Olhe aqui [mostrando uma imagem na tela de um monitor], uma fratura de queda de occipital. Vemos a lesão sem abrir a pessoa. Para ver isso na autópsia normal, seria preciso mutilar o cadáver. E podemos imprimir em três dimensões e usar as imagens em perícias judiciais, não precisamos mais fazer exumação. Aqui [mostra outra imagem], o coração de um indivíduo com aterosclerose. Podemos fazer angiografia pós-morte fazendo perfusão com um derivado sintético de plasma e iodo, montar um banco de tecidos normais e estudar viroses emergentes, entre outras possibilidades. Podemos fazer diferença em saúde pública, se conseguirmos provar que é possível fazer coletas pós-morte guiadas por imagem. Além disso, temos conversado muito com as famílias, após a retirada dos tecidos para análise.

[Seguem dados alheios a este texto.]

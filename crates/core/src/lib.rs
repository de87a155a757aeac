pub use chrono;

pub mod budget;
pub mod config;
pub mod domain;
pub mod errors;
pub mod job_queue;
pub mod trace;
pub mod webhook_signature;

pub use budget::{estimate_units, Budget, BudgetTable};
pub use domain::context::{
    AssessmentPointer, Channel, ConsentFlags, CrisisFlags, HydratedContext, Inbound, PromptEntry,
};
pub use domain::job::{
    IdempotencyKey, InboundMessagePayload, Job, JobId, JobStats, JobStatus, JobType,
    OutboundEmailPayload, OutboundMessagePayload, PaymentEventPayload,
};
pub use domain::message::{InboundRecord, MessageId, OutboundMessage};
pub use domain::turn::{AgentRunRecord, GuardrailEvent, GuardrailPhase, RunOutcome, UsageCounters};
pub use errors::{ApplicationError, DomainError, InterfaceError};
pub use job_queue::{Completion, FailOutcome, JobQueueConfig, JobQueueEngine, JobQueueError};
pub use trace::{Trace, TraceId, TraceStep};
use std::collections::BTreeMap;

use serde::{Deserialize, Serialize};

/// Per-turn resource ceiling handed to an agent.
#[derive(Clone, Copy, Debug, PartialEq, Eq, Serialize, Deserialize)]
pub struct Budget {
    pub max_input_units: u32,
    pub max_output_units: u32,
    pub max_tools: u32,
}

impl Budget {
    pub const fn new(max_input_units: u32, max_output_units: u32, max_tools: u32) -> Self {
        Self { max_input_units, max_output_units, max_tools }
    }
}

impl Default for Budget {
    fn default() -> Self {
        Self::new(2000, 1000, 2)
    }
}

/// Budgets keyed by agent name, optionally narrowed to a policy bundle with a
/// `"<bundle>:<agent>"` key.
#[derive(Clone, Debug, PartialEq, Eq, Serialize, Deserialize)]
pub struct BudgetTable {
    pub default: Budget,
    #[serde(default)]
    pub agents: BTreeMap<String, Budget>,
}

impl BudgetTable {
    pub fn resolve(&self, agent: &str, policy_bundle: &str) -> Budget {
        self.agents
            .get(&format!("{policy_bundle}:{agent}"))
            .or_else(|| self.agents.get(agent))
            .copied()
            .unwrap_or(self.default)
    }

    pub fn with_agent(mut self, key: impl Into<String>, budget: Budget) -> Self {
        self.agents.insert(key.into(), budget);
        self
    }
}

impl Default for BudgetTable {
    fn default() -> Self {
        let mut agents = BTreeMap::new();
        agents.insert("main".to_owned(), Budget::new(2000, 1000, 2));
        agents.insert("crisis".to_owned(), Budget::new(2000, 600, 1));
        agents.insert("assessment".to_owned(), Budget::new(1000, 800, 2));
        Self { default: Budget::default(), agents }
    }
}

/// Rough token-like unit count, four characters per unit rounded up.
pub fn estimate_units(text: &str) -> u32 {
    let chars = text.chars().count();
    u32::try_from(chars.div_ceil(4)).unwrap_or(u32::MAX)
}

#[cfg(test)]
mod tests {
    use super::{estimate_units, Budget, BudgetTable};

    #[test]
    fn resolve_prefers_bundle_specific_entry() {
        let table = BudgetTable::default().with_agent("pilot:main", Budget::new(10, 10, 0));

        assert_eq!(table.resolve("main", "pilot"), Budget::new(10, 10, 0));
        assert_eq!(table.resolve("main", "default"), Budget::new(2000, 1000, 2));
        assert_eq!(table.resolve("crisis", "pilot").max_tools, 1);
    }

    #[test]
    fn unknown_agent_falls_back_to_default() {
        let table = BudgetTable::default();
        assert_eq!(table.resolve("unknown", "default"), Budget::default());
    }

    #[test]
    fn unit_estimate_rounds_up() {
        assert_eq!(estimate_units(""), 0);
        assert_eq!(estimate_units("abc"), 1);
        assert_eq!(estimate_units("abcd"), 1);
        assert_eq!(estimate_units("abcde"), 2);
    }
}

Como é a conversa com as famílias?
Primeiramente, explicamos o atestado de óbito, que poucos entendem. Depois, tentamos evitar mortes semelhantes na mesma família. Um dos casos recentes foi o de um homem com aneurisma de aorta dissecante, que foi encontrado morto. Conversando com os irmãos, perguntei se eles tinham hipertensão. Todos tinham, e um deles tivera dor no peito 15 dias antes. Falei que eles tinham de controlar a hipertensão, que tinha sido uma das causas da morte do irmão deles, e que, quando tivessem dor torácica, dissessem ao médico que tiveram dois casos de morte por aneurisma na família, uma comprovada por autópsia e outra supostamente por exames clínicos. Esse contato tem me dado uma gratificação pessoal muito grande e posso garantir que tem dado um certo alívio para os familiares. Estamos aproveitando para fazer promoção de saúde e prevenir casos semelhantes, evitando outras mortes.